TO DO ▸ Go through the records below and return each line that has "Serialize" in it.

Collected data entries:
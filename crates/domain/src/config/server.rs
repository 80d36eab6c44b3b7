use serde::{Deserialize, Serialize};

// ━━━━━━━━━━━━━━━━━━━━━━━━━━━━━━━━━━━━━━━━━━━━━━━━━━━━━━━━━━━━━━━━━━
// Server
// ━━━━━━━━━━━━━━━━━━━━━━━━━━━━━━━━━━━━━━━━━━━━━━━━━━━━━━━━━━━━━━━━━━

#[derive(Debug, Clone, Serialize, Deserialize)]
pub struct ServerConfig {
    #[serde(default = "d_7890")]
    pub port: u16,
    /// Terminals connect from the venue LAN, so the default binds every
    /// interface.
    #[serde(default = "d_host")]
    pub host: String,
    /// HTTP path upgraded to the session WebSocket.
    #[serde(default = "d_ws_path")]
    pub ws_path: String,
    /// Capacity of the per-connection outbound queue.  A connection whose
    /// queue is full drops frames (and logs) instead of stalling the loop.
    #[serde(default = "d_outbound_queue")]
    pub outbound_queue: usize,
}

impl Default for ServerConfig {
    fn default() -> Self {
        Self {
            port: d_7890(),
            host: d_host(),
            ws_path: d_ws_path(),
            outbound_queue: d_outbound_queue(),
        }
    }
}

// ── serde default helpers ───────────────────────────────────────────

fn d_7890() -> u16 {
    7890
}
fn d_host() -> String {
    "0.0.0.0".into()
}
fn d_ws_path() -> String {
    "/".into()
}
fn d_outbound_queue() -> usize {
    64
}

// ━━━━━━━━━━━━━━━━━━━━━━━━━━━━━━━━━━━━━━━━━━━━━━━━━━━━━━━━━━━━━━━━━━
// Tests
// ━━━━━━━━━━━━━━━━━━━━━━━━━━━━━━━━━━━━━━━━━━━━━━━━━━━━━━━━━━━━━━━━━━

EXPECTED OUTPUT ▸
use serde::{Deserialize, Serialize};
#[derive(Debug, Clone, Serialize, Deserialize)]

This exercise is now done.